## Exercise goal
Could you copy every record below exactly as it is written?

(Stored items)
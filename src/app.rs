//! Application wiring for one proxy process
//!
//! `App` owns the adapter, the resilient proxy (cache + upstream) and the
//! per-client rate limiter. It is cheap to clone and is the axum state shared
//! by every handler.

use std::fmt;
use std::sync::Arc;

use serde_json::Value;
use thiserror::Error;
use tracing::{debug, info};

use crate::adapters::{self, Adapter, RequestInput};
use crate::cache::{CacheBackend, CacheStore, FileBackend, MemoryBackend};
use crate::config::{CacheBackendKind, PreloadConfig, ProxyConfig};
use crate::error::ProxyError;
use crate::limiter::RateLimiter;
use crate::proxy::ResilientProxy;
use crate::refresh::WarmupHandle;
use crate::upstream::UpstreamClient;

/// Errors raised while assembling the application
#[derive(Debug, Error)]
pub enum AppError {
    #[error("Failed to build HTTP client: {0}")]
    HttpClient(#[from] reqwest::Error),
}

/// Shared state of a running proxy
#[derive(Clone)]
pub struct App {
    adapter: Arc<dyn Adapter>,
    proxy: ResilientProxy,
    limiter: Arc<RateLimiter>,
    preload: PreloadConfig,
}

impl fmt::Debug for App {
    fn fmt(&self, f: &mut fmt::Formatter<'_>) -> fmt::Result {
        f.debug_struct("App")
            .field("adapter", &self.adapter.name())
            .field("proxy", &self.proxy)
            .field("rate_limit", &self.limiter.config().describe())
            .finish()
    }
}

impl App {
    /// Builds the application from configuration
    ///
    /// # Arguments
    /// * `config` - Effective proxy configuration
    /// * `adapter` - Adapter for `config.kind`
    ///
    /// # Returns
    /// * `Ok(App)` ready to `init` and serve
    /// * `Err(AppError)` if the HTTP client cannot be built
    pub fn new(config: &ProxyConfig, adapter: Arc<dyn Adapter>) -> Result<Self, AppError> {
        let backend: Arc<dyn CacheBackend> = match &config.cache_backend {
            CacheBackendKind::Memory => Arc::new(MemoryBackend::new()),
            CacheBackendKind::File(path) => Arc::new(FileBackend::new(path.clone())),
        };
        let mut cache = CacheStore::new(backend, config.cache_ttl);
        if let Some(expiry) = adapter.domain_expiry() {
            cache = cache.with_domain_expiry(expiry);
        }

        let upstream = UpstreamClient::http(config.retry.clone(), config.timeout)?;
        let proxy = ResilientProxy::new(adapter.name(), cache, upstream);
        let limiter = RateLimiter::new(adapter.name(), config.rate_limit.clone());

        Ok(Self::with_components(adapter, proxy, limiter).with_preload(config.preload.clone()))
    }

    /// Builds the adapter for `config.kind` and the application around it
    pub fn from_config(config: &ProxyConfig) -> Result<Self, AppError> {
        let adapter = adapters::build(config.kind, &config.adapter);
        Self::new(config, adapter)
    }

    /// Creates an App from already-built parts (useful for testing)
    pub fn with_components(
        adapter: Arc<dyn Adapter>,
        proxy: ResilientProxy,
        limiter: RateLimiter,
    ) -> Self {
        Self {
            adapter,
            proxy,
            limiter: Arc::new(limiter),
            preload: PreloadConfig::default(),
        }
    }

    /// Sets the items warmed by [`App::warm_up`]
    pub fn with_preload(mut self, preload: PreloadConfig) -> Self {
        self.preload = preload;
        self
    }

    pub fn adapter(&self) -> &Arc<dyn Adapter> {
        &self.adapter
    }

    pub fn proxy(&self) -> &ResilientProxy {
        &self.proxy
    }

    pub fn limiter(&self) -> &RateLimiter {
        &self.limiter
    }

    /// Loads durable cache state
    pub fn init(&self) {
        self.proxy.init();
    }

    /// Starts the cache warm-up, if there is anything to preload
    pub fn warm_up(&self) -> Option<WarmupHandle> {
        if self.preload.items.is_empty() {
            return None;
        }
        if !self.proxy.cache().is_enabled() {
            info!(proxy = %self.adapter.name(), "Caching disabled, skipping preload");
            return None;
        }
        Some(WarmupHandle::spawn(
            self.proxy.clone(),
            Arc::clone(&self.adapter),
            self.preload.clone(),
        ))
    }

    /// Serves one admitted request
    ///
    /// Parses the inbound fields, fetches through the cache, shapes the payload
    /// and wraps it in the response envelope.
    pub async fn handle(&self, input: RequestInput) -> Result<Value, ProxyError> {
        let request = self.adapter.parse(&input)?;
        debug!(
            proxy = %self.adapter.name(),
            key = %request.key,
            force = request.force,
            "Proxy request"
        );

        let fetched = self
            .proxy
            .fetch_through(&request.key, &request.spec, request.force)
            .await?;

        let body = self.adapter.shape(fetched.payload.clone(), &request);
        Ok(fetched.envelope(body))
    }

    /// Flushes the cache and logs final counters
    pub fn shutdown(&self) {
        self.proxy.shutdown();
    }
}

## Response to this task
filename src/app.rs
//! Application wiring for one proxy process
//!
//! `App` owns the adapter, the resilient proxy (cache + upstream) and the
//! per-client rate limiter. It is cheap to clone and is the axum state shared
//! by every handler.

use std::fmt;
use std::sync::Arc;

use serde_json::Value;
use thiserror::Error;
use tracing::{debug, info};

use crate::adapters::{self, Adapter, RequestInput};
use crate::cache::{CacheBackend, CacheStore, FileBackend, MemoryBackend};
use crate::config::{CacheBackendKind, PreloadConfig, ProxyConfig};
use crate::error::ProxyError;
use crate::limiter::RateLimiter;
use crate::proxy::ResilientProxy;
use crate::refresh::WarmupHandle;
use crate::upstream::UpstreamClient;

/// Errors raised while assembling the application
#[derive(Debug, Error)]
pub enum AppError {
    #[error("Failed to build HTTP client: {0}")]
    HttpClient(#[from] reqwest::Error),
}

/// Shared state of a running proxy
#[derive(Clone)]
pub struct App {
    adapter: Arc<dyn Adapter>,
    proxy: ResilientProxy,
    limiter: Arc<RateLimiter>,
    preload: PreloadConfig,
}

impl fmt::Debug for App {
    fn fmt(&self, f: &mut fmt::Formatter<'_>) -> fmt::Result {
        f.debug_struct("App")
            .field("adapter", &self.adapter.name())
            .field("proxy", &self.proxy)
            .field("rate_limit", &self.limiter.config().describe())
            .finish()
    }
}

impl App {
    /// Builds the application from configuration
    ///
    /// # Arguments
    /// * `config` - Effective proxy configuration
    /// * `adapter` - Adapter for `config.kind`
    ///
    /// # Returns
    /// * `Ok(App)` ready to `init` and serve
    /// * `Err(AppError)` if the HTTP client cannot be built
    pub fn new(config: &ProxyConfig, adapter: Arc<dyn Adapter>) -> Result<Self, AppError> {
        let backend: Arc<dyn CacheBackend> = match &config.cache_backend {
            CacheBackendKind::Memory => Arc::new(MemoryBackend::new()),
            CacheBackendKind::File(path) => Arc::new(FileBackend::new(path.clone())),
        };
        let mut cache = CacheStore::new(backend, config.cache_ttl);
        if let Some(expiry) = adapter.domain_expiry() {
            cache = cache.with_domain_expiry(expiry);
        }

        let upstream = UpstreamClient::http(config.retry.clone(), config.timeout)?;
        let proxy = ResilientProxy::new(adapter.name(), cache, upstream);
        let limiter = RateLimiter::new(adapter.name(), config.rate_limit.clone());

        Ok(Self::with_components(adapter, proxy, limiter).with_preload(config.preload.clone()))
    }

    /// Builds the adapter for `config.kind` and the application around it
    pub fn from_config(config: &ProxyConfig) -> Result<Self, AppError> {
        let adapter = adapters::build(config.kind, &config.adapter);
        Self::new(config, adapter)
    }

    /// Creates an App from already-built parts (useful for testing)
    pub fn with_components(
        adapter: Arc<dyn Adapter>,
        proxy: ResilientProxy,
        limiter: RateLimiter,
    ) -> Self {
        Self {
            adapter,
            proxy,
            limiter: Arc::new(limiter),
            preload: PreloadConfig::default(),
        }
    }

    /// Sets the items warmed by [`App::warm_up`]
    pub fn with_preload(mut self, preload: PreloadConfig) -> Self {
        self.preload = preload;
        self
    }

    pub fn adapter(&self) -> &Arc<dyn Adapter> {
        &self.adapter
    }

    pub fn proxy(&self) -> &ResilientProxy {
        &self.proxy
    }

    pub fn limiter(&self) -> &RateLimiter {
        &self.limiter
    }

    /// Loads durable cache state
    pub fn init(&self) {
        self.proxy.init();
    }

    /// Starts the cache warm-up, if there is anything to preload
    pub fn warm_up(&self) -> Option<WarmupHandle> {
        if self.preload.items.is_empty() {
            return None;
        }
        if !self.proxy.cache().is_enabled() {
            info!(proxy = %self.adapter.name(), "Caching disabled, skipping preload");
            return None;
        }
        Some(WarmupHandle::spawn(
            self.proxy.clone(),
            Arc::clone(&self.adapter),
            self.preload.clone(),
        ))
    }

    /// Serves one admitted request
    ///
    /// Parses the inbound fields, fetches through the cache, shapes the payload
    /// and wraps it in the response envelope.
    pub async fn handle(&self, input: RequestInput) -> Result<Value, ProxyError> {
        let request = self.adapter.parse(&input)?;
        debug!(
            proxy = %self.adapter.name(),
            key = %request.key,
            force = request.force,
            "Proxy request"
        );

        let fetched = self
            .proxy
            .fetch_through(&request.key, &request.spec, request.force)
            .await?;

        let body = self.adapter.shape(fetched.payload.clone(), &request);
        Ok(fetched.envelope(body))
    }

    /// Flushes the cache and logs final counters
    pub fn shutdown(&self) {
        self.proxy.shutdown();
    }
}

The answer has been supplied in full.